Liberty hastened to offer his assistance, guiding the shambling man around the desk and out the door, each tentative step surprisingly firmer than the last, until by the time they stood blinking together in the harsh afternoon sun all the man’s previous vigor seemed to have been regained. He led Liberty around back to another shack no larger than an outhouse, its flimsy door secured by an enormous iron lock into which the old man inserted an equally enormous key from the heavy brass ring of keys jingling incessantly at his waist.
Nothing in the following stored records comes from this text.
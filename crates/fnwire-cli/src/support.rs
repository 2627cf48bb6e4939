use crate::cli::InputArgs;
use fnwire_kernel::{DefinitionSet, Manifest, ResolveError, ResolverConfig, resolve};
use serde::Serialize;
use serde_json::{Value, json};
use std::path::Path;

/// Exit code for a configuration error found by the resolver.
pub const EXIT_REJECTED: i32 = 1;
/// Exit code for unreadable or malformed inputs.
pub const EXIT_INPUT: i32 = 2;

/// Config file read when `--config` is not given.
pub const DEFAULT_CONFIG_PATH: &str = "fnwire.toml";

pub fn load_config_or_exit(inputs: &InputArgs) -> ResolverConfig {
    let explicit = inputs.config.is_some();
    let path = Path::new(inputs.config.as_deref().unwrap_or(DEFAULT_CONFIG_PATH));
    let mut config = if path.exists() {
        ResolverConfig::load(path).unwrap_or_else(|e| {
            eprintln!("error: {e}");
            std::process::exit(EXIT_INPUT);
        })
    } else if explicit {
        eprintln!("error: resolver config not found: {}", path.display());
        std::process::exit(EXIT_INPUT);
    } else if inputs.namespace.is_some() {
        tracing::debug!(
            path = %path.display(),
            "no resolver config, using defaults"
        );
        ResolverConfig::default()
    } else {
        eprintln!(
            "error: resolver config not found: {} (pass --config or --namespace)",
            path.display()
        );
        std::process::exit(EXIT_INPUT);
    };
    if let Some(namespace) = inputs.namespace.as_ref() {
        config.namespace = namespace.clone();
    }
    tracing::debug!(
        path = %path.display(),
        namespace = %config.namespace,
        "loaded resolver config"
    );
    config
}

pub fn load_definitions_or_exit(inputs: &InputArgs) -> DefinitionSet {
    Manifest::load(Path::new(&inputs.manifest))
        .and_then(Manifest::into_definition_set)
        .unwrap_or_else(|e| {
            eprintln!("error: {e}");
            std::process::exit(EXIT_INPUT);
        })
}

/// Loads both inputs and runs the resolution pass.
pub fn resolve_inputs(
    inputs: &InputArgs,
) -> (DefinitionSet, ResolverConfig, Result<(), ResolveError>) {
    let config = load_config_or_exit(inputs);
    let mut set = load_definitions_or_exit(inputs);
    let result = resolve(&mut set, &config);
    (set, config, result)
}

pub fn rejection_payload(err: &ResolveError) -> Value {
    json!({
        "result": "rejected",
        "failureClass": err.class(),
        "command": err.command(),
        "message": err.to_string(),
    })
}

pub fn print_json_or_exit<T: Serialize>(payload: &T) {
    let rendered = serde_json::to_string_pretty(payload).unwrap_or_else(|err| {
        eprintln!("error: failed to render payload: {err}");
        std::process::exit(EXIT_INPUT);
    });
    println!("{rendered}");
}

/// Reports a rejected pass in the requested format and exits.
pub fn exit_rejected(err: &ResolveError, json_output: bool) -> ! {
    if json_output {
        print_json_or_exit(&rejection_payload(err));
    } else {
        println!("fnwire: rejected");
        println!("  Failure class: {}", err.class());
        println!("  Command: {}", err.command());
        println!("  Message: {err}");
    }
    std::process::exit(EXIT_REJECTED);
}
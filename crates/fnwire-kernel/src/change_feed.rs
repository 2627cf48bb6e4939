//! Completion of change-feed function definitions.

use crate::command_type::{Capability, CommandType};
use crate::definition::{ChangeFeedTrigger, DocumentProperty};
use crate::error::ResolveError;

/// Serializable fields of a change-feed command, with their wire names.
pub fn document_properties(command: &CommandType) -> Vec<DocumentProperty> {
    command
        .bindable_fields()
        .map(|field| DocumentProperty {
            name: field.name.clone(),
            wire_name: field.wire_name().to_string(),
            type_name: field.ty.type_name(),
            field_type: field.ty.clone(),
        })
        .collect()
}

pub fn complete_change_feed_definition(
    command: &CommandType,
    change_feed: &mut ChangeFeedTrigger,
) -> Result<(), ResolveError> {
    change_feed.command_properties = document_properties(command);
    change_feed.is_document_command = command.implements(Capability::DocumentCommand);
    change_feed.is_document_batch_command = command.implements(Capability::DocumentBatchCommand);
    if change_feed.is_document_command && change_feed.is_document_batch_command {
        return Err(ResolveError::AmbiguousDocumentCommand {
            command: command.name.clone(),
        });
    }

    tracing::debug!(
        command = %command.name,
        collection = %change_feed.collection,
        properties = change_feed.command_properties.len(),
        document = change_feed.is_document_command,
        batch = change_feed.is_document_batch_command,
        "completed change-feed definition"
    );
    Ok(())
}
The interior smelled worse than any stable, as if once living matter had been left to fester and grow, intermittent illumination provided by the thin bars of light slanting in between the boards. Once Liberty’s eyes had adjusted to the gloom, he was able to make out a vaguely human form collapsed on a pile of straw in the corner.
“This is Bridget,” the old man announced.
“Hello,” Liberty said softly.
There was no response.
“And how you doing today, Bridget?” the old man boomed out, as if greeting a business colleague on a city street.
Silence.
“I asked you a question, child, and expect a prompt answer.”